(Description of the task)
Scan the material below for "Item", then return each line that contains it.

(Exercise input)
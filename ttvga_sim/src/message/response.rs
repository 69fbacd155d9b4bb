mod results;

use bitvec::vec::BitVec;

pub use results::{SimulationResult, Wave};

pub struct Response {
    pub id: usize,
    pub payload: Payload,
}

pub enum Payload {
    Result(Results),
    Error(Box<dyn std::error::Error + Send + Sync>),
    Notification(Notifications),
}

pub enum Results {
    CurrentTime(u64),
    SignalValue(BitVec<u32>),
    SimulationResult(SimulationResult),
    Empty,
}

pub enum Notifications {
    Progress(Percentage, String),
}

#[derive(Clone, Debug)]
pub struct Percentage {
    num_of_steps: usize,
    completed_steps: usize,
}

impl Response {
    pub fn result(&self) -> Option<&Results> {
        if let Payload::Result(result) = &self.payload {
            Some(result)
        } else {
            None
        }
    }
}

impl From<SimulationResult> for Payload {
    fn from(value: SimulationResult) -> Self {
        Payload::Result(Results::SimulationResult(value))
    }
}

impl Payload {
    pub fn progress(message: String, percentage: Percentage) -> Self {
        Payload::Notification(Notifications::Progress(percentage, message))
    }

    pub fn current_time(current_time: u64) -> Self {
        Payload::Result(Results::CurrentTime(current_time))
    }

    pub fn signal_value(value: BitVec<u32>) -> Self {
        Payload::Result(Results::SignalValue(value))
    }

    pub fn empty() -> Self {
        Payload::Result(Results::Empty)
    }

    pub fn error<E>(error: E) -> Self
    where
        E: std::error::Error + Send + Sync + 'static,
    {
        Payload::Error(Box::new(error))
    }
}

impl Percentage {
    pub fn new(num_of_steps: usize) -> Self {
        Self {
            num_of_steps,
            completed_steps: 0,
        }
    }

    pub fn increment(&mut self) {
        self.completed_steps += 1;
    }

    /// Completed fraction in `0.0..=1.0`. A zero-step progress is complete.
    pub fn value(&self) -> f32 {
        if self.num_of_steps == 0 {
            return 1.0;
        }
        self.completed_steps.min(self.num_of_steps) as f32 / self.num_of_steps as f32
    }
}

impl std::fmt::Display for Percentage {
    fn fmt(&self, f: &mut std::fmt::Formatter<'_>) -> std::fmt::Result {
        write!(f, "{:.0}%", self.value() * 100.0)
    }
}

impl std::fmt::Display for Notifications {
    fn fmt(&self, f: &mut std::fmt::Formatter<'_>) -> std::fmt::Result {
        match self {
            Notifications::Progress(percentage, message) => write!(f, "{message} ({percentage})"),
        }
    }
}
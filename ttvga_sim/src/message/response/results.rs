use bitvec::vec::BitVec;

#[derive(Clone, Debug, Default)]
pub struct SimulationResult {
    pub waves: Vec<Wave>,
    pub time_step_ps: u64,
    pub current_time: u64,
}

/// Run-length encoded history of one signal: `(value, start, duration)`.
#[derive(Clone, Debug, PartialEq, Eq)]
pub struct Wave {
    pub signal_name: String,
    pub width: usize,
    pub values: Vec<(BitVec<u32>, u64, u64)>,
}

impl From<ttvga_rs::Signal> for Wave {
    fn from(signal: ttvga_rs::Signal) -> Self {
        Wave {
            signal_name: signal.name,
            width: signal.width as usize,
            values: vec![],
        }
    }
}

impl SimulationResult {
    pub fn wave(&self, signal_name: &str) -> Option<&Wave> {
        self.waves.iter().find(|w| w.signal_name == signal_name)
    }

    pub fn extend_to(&mut self, time: u64) {
        for wave in self.waves.iter_mut() {
            wave.extend_to(time);
        }
        self.current_time = time;
    }
}

impl Wave {
    /// Records `value` as the signal value from `time` on.
    ///
    /// A second value recorded at the same time replaces the first, so zero
    /// width glitches never reach the history.
    pub fn record(&mut self, value: BitVec<u32>, time: u64) {
        match self.values.last_mut() {
            Some((last_value, _, _)) if *last_value == value => {}
            Some((last_value, start, _)) if *start == time => {
                *last_value = value;
                self.merge_last();
            }
            Some((_, start, duration)) => {
                *duration = time - *start;
                self.values.push((value, time, 0));
            }
            None => self.values.push((value, time, 0)),
        }
    }

    pub fn extend_to(&mut self, time: u64) {
        if let Some((_, start, duration)) = self.values.last_mut() {
            *duration = time.saturating_sub(*start);
        }
    }

    pub fn value_idx_at(&self, time: u64) -> Option<(usize, u64)> {
        match self.values.binary_search_by(|v| (v.1).cmp(&time)) {
            Ok(idx) => Some((idx, 0)),
            Err(0) => None,
            Err(idx) => {
                let offset = time - self.values[idx - 1].1;
                if offset < self.values[idx - 1].2 {
                    Some((idx - 1, offset))
                } else {
                    None
                }
            }
        }
    }

    pub fn value_at(&self, time: u64) -> Option<&BitVec<u32>> {
        self.value_idx_at(time).map(|(idx, _)| &self.values[idx].0)
    }

    /// Times at which the signal went from all zeros to a non-zero value.
    pub fn rising_edges(&self) -> Vec<u64> {
        self.values
            .windows(2)
            .filter(|pair| pair[0].0.not_any() && pair[1].0.any())
            .map(|pair| pair[1].1)
            .collect()
    }

    pub fn falling_edges(&self) -> Vec<u64> {
        self.values
            .windows(2)
            .filter(|pair| pair[0].0.any() && pair[1].0.not_any())
            .map(|pair| pair[1].1)
            .collect()
    }

    fn merge_last(&mut self) {
        let len = self.values.len();
        if len >= 2 && self.values[len - 2].0 == self.values[len - 1].0 {
            self.values.pop();
        }
    }
}
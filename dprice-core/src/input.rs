use serde::{Deserialize, Serialize};

use crate::encoding::Attribute;
use crate::error::{PricingError, Result};

/// Attributes a user supplies for one diamond.
#[derive(Debug, Clone, PartialEq, Serialize, Deserialize)]
pub struct RawInput {
    pub carat: f64,
    pub depth: f64,
    pub table: f64,
    pub x: f64,
    pub y: f64,
    pub z: f64,
    pub cut: String,
    pub color: String,
    pub clarity: String,
}

impl RawInput {
    pub fn label(&self, attribute: Attribute) -> &str {
        match attribute {
            Attribute::Cut => &self.cut,
            Attribute::Color => &self.color,
            Attribute::Clarity => &self.clarity,
        }
    }

    /// Each numeric field paired with the range it must fall in.
    fn numeric(&self, bounds: &InputBounds) -> [(&'static str, f64, Range); 6] {
        [
            ("carat", self.carat, bounds.carat),
            ("depth", self.depth, bounds.depth),
            ("table", self.table, bounds.table),
            ("x", self.x, bounds.x),
            ("y", self.y, bounds.y),
            ("z", self.z, bounds.z),
        ]
    }

    /// Reject non-finite values and values outside the form's slider bounds.
    pub fn validate(&self, bounds: &InputBounds) -> Result<()> {
        for (field, value, range) in self.numeric(bounds) {
            if !value.is_finite() {
                return Err(PricingError::InvalidInput(format!("{field} must be finite, got {value}")));
            }
            if !range.contains(value) {
                return Err(PricingError::OutOfRange {
                    field,
                    value,
                    min: range.min,
                    max: range.max,
                });
            }
        }
        Ok(())
    }
}

/// Inclusive numeric range.
#[derive(Debug, Clone, Copy, PartialEq, Serialize, Deserialize)]
pub struct Range {
    pub min: f64,
    pub max: f64,
}

impl Range {
    pub const fn new(min: f64, max: f64) -> Self {
        Self { min, max }
    }

    pub fn contains(&self, value: f64) -> bool {
        value >= self.min && value <= self.max
    }
}

/// Per-field bounds enforced by the input form.
#[derive(Debug, Clone, PartialEq, Serialize, Deserialize)]
#[serde(default)]
pub struct InputBounds {
    pub carat: Range,
    pub depth: Range,
    pub table: Range,
    pub x: Range,
    pub y: Range,
    pub z: Range,
}

impl Default for InputBounds {
    fn default() -> Self {
        Self {
            carat: Range::new(0.2, 5.01),
            depth: Range::new(43.0, 79.0),
            table: Range::new(43.0, 95.0),
            x: Range::new(0.0, 10.74),
            y: Range::new(0.0, 58.9),
            z: Range::new(0.0, 31.8),
        }
    }
}
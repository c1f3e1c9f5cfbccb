use tracing_subscriber::{layer::SubscriberExt, util::SubscriberInitExt, EnvFilter};

/// Install the global fmt subscriber. `RUST_LOG` wins over the `info` default.
pub fn init() {
    let _ = tracing_subscriber::registry()
        .with(EnvFilter::try_from_default_env().unwrap_or_else(|_| "info".into()))
        .with(tracing_subscriber::fmt::layer().with_target(false).compact())
        .try_init();
}
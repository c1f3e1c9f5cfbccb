//! Feature derivation and schema-ordered vector assembly.

use ndarray::Array2;
use serde::ser::{Serialize, SerializeMap, Serializer};

use crate::encoding::{encode, Attribute, Encoded, EncodingMode, EncodingTable};
use crate::error::Result;
use crate::input::RawInput;

/// Geometric features derived from the millimetre dimensions.
#[derive(Debug, Clone, Copy, PartialEq)]
pub struct Geometry {
    pub volume: f64,
    pub density: f64,
    pub xy_ratio: f64,
}

impl Geometry {
    /// Degenerate dimensions fall back to 0.0 instead of dividing by zero.
    pub fn derive(carat: f64, x: f64, y: f64, z: f64) -> Self {
        let volume = x * y * z;
        let density = if volume != 0.0 { carat / volume } else { 0.0 };
        let xy_ratio = if y != 0.0 { x / y } else { 0.0 };
        Self {
            volume,
            density,
            xy_ratio,
        }
    }
}

/// Ordered `name -> value` mapping matching the bound model's columns.
#[derive(Debug, Clone, Default, PartialEq)]
pub struct FeatureVector {
    columns: Vec<(String, f64)>,
}

impl FeatureVector {
    fn push(&mut self, name: impl Into<String>, value: f64) {
        self.columns.push((name.into(), value));
    }

    pub fn len(&self) -> usize {
        self.columns.len()
    }

    pub fn is_empty(&self) -> bool {
        self.columns.is_empty()
    }

    pub fn names(&self) -> impl Iterator<Item = &str> {
        self.columns.iter().map(|(n, _)| n.as_str())
    }

    pub fn values(&self) -> impl Iterator<Item = f64> + '_ {
        self.columns.iter().map(|(_, v)| *v)
    }

    pub fn get(&self, name: &str) -> Option<f64> {
        self.columns.iter().find(|(n, _)| n == name).map(|(_, v)| *v)
    }

    pub fn iter(&self) -> impl Iterator<Item = (&str, f64)> {
        self.columns.iter().map(|(n, v)| (n.as_str(), *v))
    }

    /// Single-row `[1, n]` f32 matrix, the input layout of the ONNX backends.
    pub fn to_row(&self) -> Array2<f32> {
        Array2::from_shape_fn((1, self.columns.len()), |(_, j)| self.columns[j].1 as f32)
    }
}

impl<S: Into<String>> FromIterator<(S, f64)> for FeatureVector {
    fn from_iter<I: IntoIterator<Item = (S, f64)>>(iter: I) -> Self {
        Self {
            columns: iter.into_iter().map(|(n, v)| (n.into(), v)).collect(),
        }
    }
}

impl Serialize for FeatureVector {
    fn serialize<S: Serializer>(&self, serializer: S) -> std::result::Result<S::Ok, S::Error> {
        let mut map = serializer.serialize_map(Some(self.columns.len()))?;
        for (name, value) in &self.columns {
            map.serialize_entry(name, value)?;
        }
        map.end()
    }
}

/// Encode, derive and assemble `raw` into the schema declared by `table`.
pub fn build_feature_vector(raw: &RawInput, table: &EncodingTable) -> Result<FeatureVector> {
    // 1) categorical encoding (fails before anything is assembled)
    let encoded = Attribute::ALL
        .iter()
        .map(|attr| encode(*attr, raw.label(*attr), table))
        .collect::<Result<Vec<_>>>()?;

    // 2) derived geometry
    let geo = Geometry::derive(raw.carat, raw.x, raw.y, raw.z);

    // 3) assemble in schema order
    let mut fv = FeatureVector::default();
    match &table.mode {
        EncodingMode::Ordinal { .. } => {
            let rank = |i: usize| match &encoded[i] {
                Encoded::Rank(r) => f64::from(*r),
                Encoded::OneHot(_) => unreachable!("ordinal table produced one-hot columns"),
            };
            fv.push("carat", raw.carat);
            fv.push("cut", rank(0));
            fv.push("color", rank(1));
            fv.push("clarity", rank(2));
            fv.push("depth", raw.depth);
            fv.push("table", raw.table);
            fv.push("x", raw.x);
            fv.push("y", raw.y);
            fv.push("z", raw.z);
        }
        EncodingMode::OneHot { .. } => {
            fv.push("carat", raw.carat);
            fv.push("depth", raw.depth);
            fv.push("table", raw.table);

            let indicators: Vec<&(String, f64)> = encoded
                .iter()
                .flat_map(|e| match e {
                    Encoded::OneHot(cols) => cols.as_slice(),
                    Encoded::Rank(_) => &[][..],
                })
                .collect();
            for column in table.one_hot_columns() {
                let value = indicators
                    .iter()
                    .find(|(name, _)| *name == column)
                    .map(|(_, v)| *v)
                    .unwrap_or(0.0);
                fv.push(column, value);
            }
        }
    }
    if table.derived_features {
        fv.push("volume", geo.volume);
        fv.push("density", geo.density);
        fv.push("xy_ratio", geo.xy_ratio);
    }

    debug_assert!(fv.names().eq(table.schema().iter().map(String::as_str)));
    Ok(fv)
}
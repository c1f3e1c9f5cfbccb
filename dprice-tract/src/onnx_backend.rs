use std::path::Path;

use anyhow::{anyhow, Context, Result};
use dprice_core::{FeatureVector, PricingError, Regressor};
use tract_onnx::prelude::*;
use tract_onnx::tract_hir::infer::Factoid;
use tract_onnx::tract_hir::internal::DimLike;

/// tract backend (holds the optimised runnable plan).
pub struct TractRegressor {
    name: String,
    model: TypedRunnableModel<TypedModel>,
    n_features: usize,
}

impl TractRegressor {
    /// Load an ONNX regressor whose single input is `f32[1, n_features]`.
    ///
    /// A file that parses but declares a different input width is a
    /// configuration error (wrong variant for this model), not a corrupt artifact.
    pub fn load(model_path: &Path, n_features: usize) -> dprice_core::Result<Self> {
        if !model_path.is_file() {
            return Err(PricingError::ArtifactNotFound(model_path.to_path_buf()));
        }
        let corrupt = |e: anyhow::Error| PricingError::ArtifactCorrupt {
            path: model_path.to_path_buf(),
            reason: format!("{e:#}"),
        };

        let model = parse(model_path).map_err(corrupt)?;
        let fact = model.input_fact(0).map_err(corrupt)?;
        check_width(fact, n_features).map_err(|e| {
            PricingError::Configuration(format!("{}: {e}", model_path.display()))
        })?;
        let model = compile(model, n_features).map_err(corrupt)?;

        let name = format!("tract:{}", stem(model_path));
        tracing::info!(model = %name, n_features, "onnx model loaded");
        Ok(Self {
            name,
            model,
            n_features,
        })
    }
}

fn parse(model_path: &Path) -> Result<InferenceModel> {
    tract_onnx::onnx()
        .model_for_path(model_path)
        .with_context(|| format!("failed to load onnx: {}", model_path.display()))
}

/// Compare the declared `[_, width]` of the input against the schema length.
/// Symbolic or undeclared widths are accepted and left to `compile`.
fn check_width(fact: &InferenceFact, n_features: usize) -> Result<()> {
    let declared = fact
        .shape
        .concretize()
        .and_then(|dims| dims.get(1).and_then(|d| d.to_usize().ok()));
    match declared {
        Some(width) if width != n_features => {
            anyhow::bail!("model input has {width} features, variant schema has {n_features}")
        }
        _ => Ok(()),
    }
}

fn compile(mut model: InferenceModel, n_features: usize) -> Result<TypedRunnableModel<TypedModel>> {
    // pin the input to f32 [1, n]
    model
        .set_input_fact(0, f32::fact([1, n_features]).into())
        .with_context(|| format!("model does not accept f32[1, {n_features}] input"))?;

    model
        .into_optimized()
        .context("optimize failed")?
        .into_runnable()
        .context("into_runnable failed")
}

fn stem(path: &Path) -> String {
    path.file_stem()
        .and_then(|s| s.to_str())
        .map(str::to_string)
        .unwrap_or_else(|| path.display().to_string())
}

impl Regressor for TractRegressor {
    fn predict(&self, features: &FeatureVector) -> Result<f64> {
        anyhow::ensure!(
            features.len() == self.n_features,
            "model expects {} features, got {}",
            self.n_features,
            features.len()
        );

        // 1) [1, n] f32 tensor in schema order
        let values: Vec<f32> = features.values().map(|v| v as f32).collect();
        let input: Tensor = tract_ndarray::Array2::from_shape_vec((1, self.n_features), values)?.into_tensor();

        // 2) run
        let mut outputs = self.model.run(tvec![input.into()]).context("tract run failed")?;
        anyhow::ensure!(!outputs.is_empty(), "no outputs from model");

        // 3) first element of the first output is the log-price ([1] or [1, 1])
        let out = outputs.remove(0);
        let out = out.cast_to::<f32>().context("output is not castable to f32")?;
        let log_price = out
            .to_array_view::<f32>()
            .context("output to f32 view failed")?
            .iter()
            .next()
            .copied()
            .ok_or_else(|| anyhow!("empty output tensor"))?;
        Ok(f64::from(log_price))
    }

    fn name(&self) -> &str {
        &self.name
    }
}
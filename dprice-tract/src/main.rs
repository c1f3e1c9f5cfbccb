use std::{path::PathBuf, sync::Arc};

use clap::Parser;
use dprice_core::{server, telemetry, Config, Pricer};
use tracing::{error, info};

mod onnx_backend;

use onnx_backend::TractRegressor;

/// Diamond price prediction service (tract backend).
#[derive(Parser)]
#[command(version)]
struct Args {
    /// TOML configuration file.
    #[arg(long, env = "DPRICE_CONFIG")]
    config: Option<PathBuf>,
}

#[tokio::main]
async fn main() -> anyhow::Result<()> {
    telemetry::init();
    let args = Args::parse();

    let config = Config::load(args.config.as_deref())?;
    let variant = config.variant()?;
    let model_path = config.model_path();
    info!(variant = %variant.name, path = %model_path.display(), "starting");

    // no model, no predictions: refuse to bind
    let model = TractRegressor::load(&model_path, variant.table.schema().len()).inspect_err(|e| {
        error!(error = %e, "failed to load model");
    })?;

    let pricer = Pricer::new(variant, Arc::new(model));
    server::serve(config.socket_addr()?, pricer).await
}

(Solved exercise)
    pub fn names(&self) -> impl Iterator<Item = &str> {
    pub fn values(&self) -> impl Iterator<Item = f64> + '_ {
    pub fn iter(&self) -> impl Iterator<Item = (&str, f64)> {
    fn from_iter<I: IntoIterator<Item = (S, f64)>>(iter: I) -> Self {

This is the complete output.